Wastewater collected at the surface would be an 'extractive waste' and its disposal would be regulated under the Mining Waste Directive and Water Framework Directive. Water companies will have a role to play with regard to water supply and waste water treatment.
Air pollution can result from vehicle movements, site preparation, combustion fuels, vented emissions flaring and fugitive emissions. These can affect human health and the environment.
The top soil strip, construction traffic movements and the construction of each well pad can cause airborne dust. Environmental impacts from airborne dust can be significantly reduced by using normal dust suppression techniques.
Fugitive emissions can include methane and other natural gases released while preparing the well ready for production. Methane is the main element of natural gas and it is also a greenhouse gas. Fugitive emissions can be significantly reduced by using conventional mobile plant to separate volatiles and hydrocarbon condensates from flow back water and gas production.
The Environment Agency has produced a report to provide information on the monitoring and control of fugitive methane emissions from onshore unconventional gas operations(14).
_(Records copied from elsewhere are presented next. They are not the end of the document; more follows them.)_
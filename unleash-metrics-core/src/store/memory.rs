//! In-process store implementations
//!
//! Used by the CLI and by tests. Each store keeps a log of the batches it
//! received and can be told to fail, so callers can observe exactly what the
//! service sent and how it copes with a broken collaborator.

use std::collections::BTreeMap;
use std::sync::{Arc, Mutex};

use async_trait::async_trait;
use chrono::Utc;
use tokio::sync::mpsc;

use super::{
    ClientApplicationStore, ClientInstanceStore, ClientMetricsStore, EventStore,
    FeatureToggleStore, Stores, StrategyStore,
};
use crate::error::StoreError;
use crate::event::{CreateEvent, StoredEvent};
use crate::lock;
use crate::model::{
    AppInstance, ApplicationQuery, ApplicationRecord, ClientMetrics, ClientRegistration,
    FeatureSummary, InstanceSighting, StrategySummary,
};

/// Injected failure shared by the memory stores.
#[derive(Debug, Default)]
struct Failure {
    message: Mutex<Option<String>>,
}

impl Failure {
    fn set(&self, message: Option<&str>) {
        *lock(&self.message) = message.map(str::to_string);
    }

    fn check(&self, store: &'static str) -> Result<(), StoreError> {
        match lock(&self.message).as_ref() {
            Some(message) => Err(StoreError::Unavailable {
                store,
                message: message.clone(),
            }),
            None => Ok(()),
        }
    }
}

// ============================================================================
// Client metrics
// ============================================================================

#[derive(Debug)]
pub struct MemoryClientMetricsStore {
    inserted: Mutex<Vec<ClientMetrics>>,
    subscribers: Mutex<Vec<mpsc::UnboundedSender<ClientMetrics>>>,
    failure: Failure,
}

impl MemoryClientMetricsStore {
    pub fn new() -> Self {
        Self {
            inserted: Mutex::new(Vec::new()),
            subscribers: Mutex::new(Vec::new()),
            failure: Failure::default(),
        }
    }

    /// Subscribers whose receiver is still alive.
    pub fn subscriber_count(&self) -> usize {
        let mut subscribers = lock(&self.subscribers);
        subscribers.retain(|tx| !tx.is_closed());
        subscribers.len()
    }

    pub fn inserted(&self) -> Vec<ClientMetrics> {
        lock(&self.inserted).clone()
    }

    pub fn fail_with(&self, message: Option<&str>) {
        self.failure.set(message);
    }
}

impl Default for MemoryClientMetricsStore {
    fn default() -> Self {
        Self::new()
    }
}

#[async_trait]
impl ClientMetricsStore for MemoryClientMetricsStore {
    async fn insert(&self, metrics: ClientMetrics) -> Result<(), StoreError> {
        self.failure.check("client-metrics")?;
        lock(&self.inserted).push(metrics.clone());
        // A failed send means the receiver is gone
        lock(&self.subscribers).retain(|tx| tx.send(metrics.clone()).is_ok());
        Ok(())
    }

    fn subscribe(&self) -> mpsc::UnboundedReceiver<ClientMetrics> {
        let (tx, rx) = mpsc::unbounded_channel();
        lock(&self.subscribers).push(tx);
        rx
    }
}

// ============================================================================
// Client applications
// ============================================================================

#[derive(Debug, Default)]
pub struct MemoryApplicationStore {
    apps: Mutex<BTreeMap<String, ApplicationRecord>>,
    bulk_batches: Mutex<Vec<Vec<ClientRegistration>>>,
    failure: Failure,
}

impl MemoryApplicationStore {
    pub fn new() -> Self {
        Self::default()
    }

    /// Every batch passed to `bulk_upsert`, in call order.
    pub fn bulk_batches(&self) -> Vec<Vec<ClientRegistration>> {
        lock(&self.bulk_batches).clone()
    }

    pub fn applications(&self) -> Vec<ApplicationRecord> {
        lock(&self.apps).values().cloned().collect()
    }

    pub fn fail_with(&self, message: Option<&str>) {
        self.failure.set(message);
    }

    fn merge(apps: &mut BTreeMap<String, ApplicationRecord>, incoming: ApplicationRecord) {
        match apps.get_mut(&incoming.app_name) {
            Some(existing) => {
                if incoming.description.is_some() {
                    existing.description = incoming.description;
                }
                if incoming.url.is_some() {
                    existing.url = incoming.url;
                }
                if incoming.color.is_some() {
                    existing.color = incoming.color;
                }
                if incoming.icon.is_some() {
                    existing.icon = incoming.icon;
                }
                if !incoming.strategies.is_empty() {
                    existing.strategies = incoming.strategies;
                }
            }
            None => {
                let mut record = incoming;
                record.created_at.get_or_insert_with(Utc::now);
                record.announced = false;
                apps.insert(record.app_name.clone(), record);
            }
        }
    }
}

#[async_trait]
impl ClientApplicationStore for MemoryApplicationStore {
    async fn bulk_upsert(&self, apps: &[ClientRegistration]) -> Result<(), StoreError> {
        lock(&self.bulk_batches).push(apps.to_vec());
        self.failure.check("client-applications")?;

        let mut stored = lock(&self.apps);
        for reg in apps {
            Self::merge(&mut stored, ApplicationRecord::from(reg));
        }
        Ok(())
    }

    async fn upsert(&self, app: ApplicationRecord) -> Result<(), StoreError> {
        self.failure.check("client-applications")?;
        Self::merge(&mut lock(&self.apps), app);
        Ok(())
    }

    async fn set_unannounced_to_announced(&self) -> Result<Vec<ApplicationRecord>, StoreError> {
        self.failure.check("client-applications")?;

        let mut announced = Vec::new();
        for app in lock(&self.apps).values_mut() {
            if !app.announced {
                app.announced = true;
                announced.push(app.clone());
            }
        }
        Ok(announced)
    }

    async fn get_applications(
        &self,
        query: &ApplicationQuery,
    ) -> Result<Vec<ApplicationRecord>, StoreError> {
        self.failure.check("client-applications")?;

        let apps = lock(&self.apps);
        let matching = apps
            .values()
            .filter(|app| match &query.strategy_name {
                Some(strategy) => app.strategies.iter().any(|s| s == strategy),
                None => true,
            })
            .cloned()
            .collect();
        Ok(matching)
    }

    async fn get_application(
        &self,
        app_name: &str,
    ) -> Result<Option<ApplicationRecord>, StoreError> {
        self.failure.check("client-applications")?;
        Ok(lock(&self.apps).get(app_name).cloned())
    }

    async fn delete_application(&self, app_name: &str) -> Result<(), StoreError> {
        self.failure.check("client-applications")?;
        lock(&self.apps).remove(app_name);
        Ok(())
    }
}

// ============================================================================
// Client instances
// ============================================================================

#[derive(Debug, Default)]
pub struct MemoryInstanceStore {
    instances: Mutex<BTreeMap<(String, String), AppInstance>>,
    bulk_batches: Mutex<Vec<Vec<ClientRegistration>>>,
    failure: Failure,
}

impl MemoryInstanceStore {
    pub fn new() -> Self {
        Self::default()
    }

    pub fn bulk_batches(&self) -> Vec<Vec<ClientRegistration>> {
        lock(&self.bulk_batches).clone()
    }

    pub fn instances(&self) -> Vec<AppInstance> {
        lock(&self.instances).values().cloned().collect()
    }

    pub fn fail_with(&self, message: Option<&str>) {
        self.failure.set(message);
    }
}

#[async_trait]
impl ClientInstanceStore for MemoryInstanceStore {
    async fn bulk_upsert(&self, instances: &[ClientRegistration]) -> Result<(), StoreError> {
        lock(&self.bulk_batches).push(instances.to_vec());
        self.failure.check("client-instances")?;

        let now = Utc::now();
        let mut stored = lock(&self.instances);
        for reg in instances {
            let key = (reg.app_name.clone(), reg.instance_id.clone());
            let entry = stored.entry(key).or_insert_with(|| AppInstance {
                app_name: reg.app_name.clone(),
                instance_id: reg.instance_id.clone(),
                sdk_version: None,
                client_ip: None,
                last_seen: now,
                created_at: now,
            });
            entry.sdk_version = reg.sdk_version.clone().or(entry.sdk_version.take());
            entry.client_ip = reg.client_ip.clone().or(entry.client_ip.take());
            entry.last_seen = now;
        }
        Ok(())
    }

    async fn insert(&self, sighting: InstanceSighting) -> Result<(), StoreError> {
        self.failure.check("client-instances")?;

        let now = Utc::now();
        let key = (sighting.app_name.clone(), sighting.instance_id.clone());
        let mut stored = lock(&self.instances);
        let entry = stored.entry(key).or_insert_with(|| AppInstance {
            app_name: sighting.app_name.clone(),
            instance_id: sighting.instance_id.clone(),
            sdk_version: None,
            client_ip: None,
            last_seen: now,
            created_at: now,
        });
        entry.client_ip = Some(sighting.client_ip);
        entry.last_seen = now;
        Ok(())
    }

    async fn get_by_app_name(&self, app_name: &str) -> Result<Vec<AppInstance>, StoreError> {
        self.failure.check("client-instances")?;
        Ok(lock(&self.instances)
            .values()
            .filter(|i| i.app_name == app_name)
            .cloned()
            .collect())
    }

    async fn delete_for_application(&self, app_name: &str) -> Result<(), StoreError> {
        self.failure.check("client-instances")?;
        lock(&self.instances).retain(|(app, _), _| app != app_name);
        Ok(())
    }
}

// ============================================================================
// Events
// ============================================================================

#[derive(Debug, Default)]
pub struct MemoryEventStore {
    events: Mutex<Vec<StoredEvent>>,
    batches: Mutex<usize>,
    failure: Failure,
}

impl MemoryEventStore {
    pub fn new() -> Self {
        Self::default()
    }

    pub fn events(&self) -> Vec<StoredEvent> {
        lock(&self.events).clone()
    }

    /// Number of `batch_store` calls received.
    pub fn batch_count(&self) -> usize {
        *lock(&self.batches)
    }

    pub fn fail_with(&self, message: Option<&str>) {
        self.failure.set(message);
    }
}

#[async_trait]
impl EventStore for MemoryEventStore {
    async fn batch_store(&self, events: Vec<CreateEvent>) -> Result<(), StoreError> {
        *lock(&self.batches) += 1;
        self.failure.check("events")?;
        lock(&self.events).extend(events.into_iter().map(StoredEvent::new));
        Ok(())
    }
}

// ============================================================================
// Feature toggles and strategies
// ============================================================================

#[derive(Debug, Default)]
pub struct MemoryFeatureToggleStore {
    features: Mutex<BTreeMap<String, FeatureSummary>>,
    failure: Failure,
}

impl MemoryFeatureToggleStore {
    pub fn new() -> Self {
        Self::default()
    }

    pub fn with_features(features: impl IntoIterator<Item = FeatureSummary>) -> Self {
        let store = Self::new();
        {
            let mut map = lock(&store.features);
            for feature in features {
                map.insert(feature.name.clone(), feature);
            }
        }
        store
    }

    pub fn feature(&self, name: &str) -> Option<FeatureSummary> {
        lock(&self.features).get(name).cloned()
    }

    pub fn fail_with(&self, message: Option<&str>) {
        self.failure.set(message);
    }
}

#[async_trait]
impl FeatureToggleStore for MemoryFeatureToggleStore {
    async fn last_seen_toggles(&self, names: &[String]) -> Result<(), StoreError> {
        self.failure.check("feature-toggles")?;

        let now = Utc::now();
        let mut features = lock(&self.features);
        for name in names {
            if let Some(feature) = features.get_mut(name) {
                feature.last_seen_at = Some(now);
            }
        }
        Ok(())
    }

    async fn get_features(&self) -> Result<Vec<FeatureSummary>, StoreError> {
        self.failure.check("feature-toggles")?;
        Ok(lock(&self.features).values().cloned().collect())
    }
}

#[derive(Debug)]
pub struct MemoryStrategyStore {
    strategies: Vec<StrategySummary>,
}

impl MemoryStrategyStore {
    pub fn new(strategies: Vec<StrategySummary>) -> Self {
        Self { strategies }
    }
}

impl Default for MemoryStrategyStore {
    /// Only the built-in `default` strategy.
    fn default() -> Self {
        Self::new(vec![StrategySummary {
            name: "default".into(),
            description: Some("Default on/off strategy.".into()),
        }])
    }
}

#[async_trait]
impl StrategyStore for MemoryStrategyStore {
    async fn get_strategies(&self) -> Result<Vec<StrategySummary>, StoreError> {
        Ok(self.strategies.clone())
    }
}

// ============================================================================
// Bundle
// ============================================================================

/// One of each memory store, kept concrete so callers can inspect them.
#[derive(Clone, Debug)]
pub struct MemoryStores {
    pub client_metrics: Arc<MemoryClientMetricsStore>,
    pub client_applications: Arc<MemoryApplicationStore>,
    pub client_instances: Arc<MemoryInstanceStore>,
    pub events: Arc<MemoryEventStore>,
    pub feature_toggles: Arc<MemoryFeatureToggleStore>,
    pub strategies: Arc<MemoryStrategyStore>,
}

impl MemoryStores {
    pub fn new() -> Self {
        Self {
            client_metrics: Arc::new(MemoryClientMetricsStore::new()),
            client_applications: Arc::new(MemoryApplicationStore::new()),
            client_instances: Arc::new(MemoryInstanceStore::new()),
            events: Arc::new(MemoryEventStore::new()),
            feature_toggles: Arc::new(MemoryFeatureToggleStore::new()),
            strategies: Arc::new(MemoryStrategyStore::default()),
        }
    }

    pub fn with_feature_toggles(mut self, store: MemoryFeatureToggleStore) -> Self {
        self.feature_toggles = Arc::new(store);
        self
    }

    pub fn with_strategies(mut self, store: MemoryStrategyStore) -> Self {
        self.strategies = Arc::new(store);
        self
    }

    /// Type-erased handles for the service.
    pub fn stores(&self) -> Stores {
        Stores {
            client_metrics: self.client_metrics.clone(),
            client_applications: self.client_applications.clone(),
            client_instances: self.client_instances.clone(),
            events: self.events.clone(),
            feature_toggles: self.feature_toggles.clone(),
            strategies: self.strategies.clone(),
        }
    }
}

impl Default for MemoryStores {
    fn default() -> Self {
        Self::new()
    }
}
A recent study(15) by DECC concluded that "if adequately regulated, local greenhouse gas emissions from shale gas operations should represent only a small proportion of the total carbon footprint of shale gas, which is likely to be dominated by CO2 emissions associated with its combustion."
The DECC study also concluded that "the carbon footprint (emissions intensity) of shale gas extraction and use……makes shale gas's overall carbon footprint comparable to gas extracted from conventional sources."
In the U.S. about half of the shale gas wells provide hydrocarbon condensates as a by-product of shale gas extraction (propane, butane and pentane). Condensates are hydrocarbons that liquefy at room temperature or under pressure. The Environment Agency believes that UK shale gas wells will produce high quality gas that will not contain condensates (16). If exploratory studies show that condensates will be present, conventional mobile plant can be used to separate the solid, liquid and gas phases associated with flow back water and gas production.
The drilling of the well bore results in the production of well cuttings. These contain drill fluids, naturally occurring chemicals, naturally occurring metals and naturally occurring radioactive materials (NORM). NORM levels can vary between rock types. Low, medium or high NORM concentrations would require an environmental permit and disposal at a landfill in accordance with the Environmental Permitting Regulations (England and Wales) 2010.
In the US well pads are connected to each other via a network of connecting pipelines. In the UK we are at the exploration stage and it is not yet known if production well pads would be interconnected or stand alone.
In general a shale gas well produces gas at a lower rate and lower pressure than a conventional gas well. Published production rates over time for US shale gas wells show that gas production drops by 80-95% over the first five years of production. The production rates over time for UK shale gas deposits are not currently known. However, new wells will need to be regularly drilled at each well pad in order to maintain viable production levels.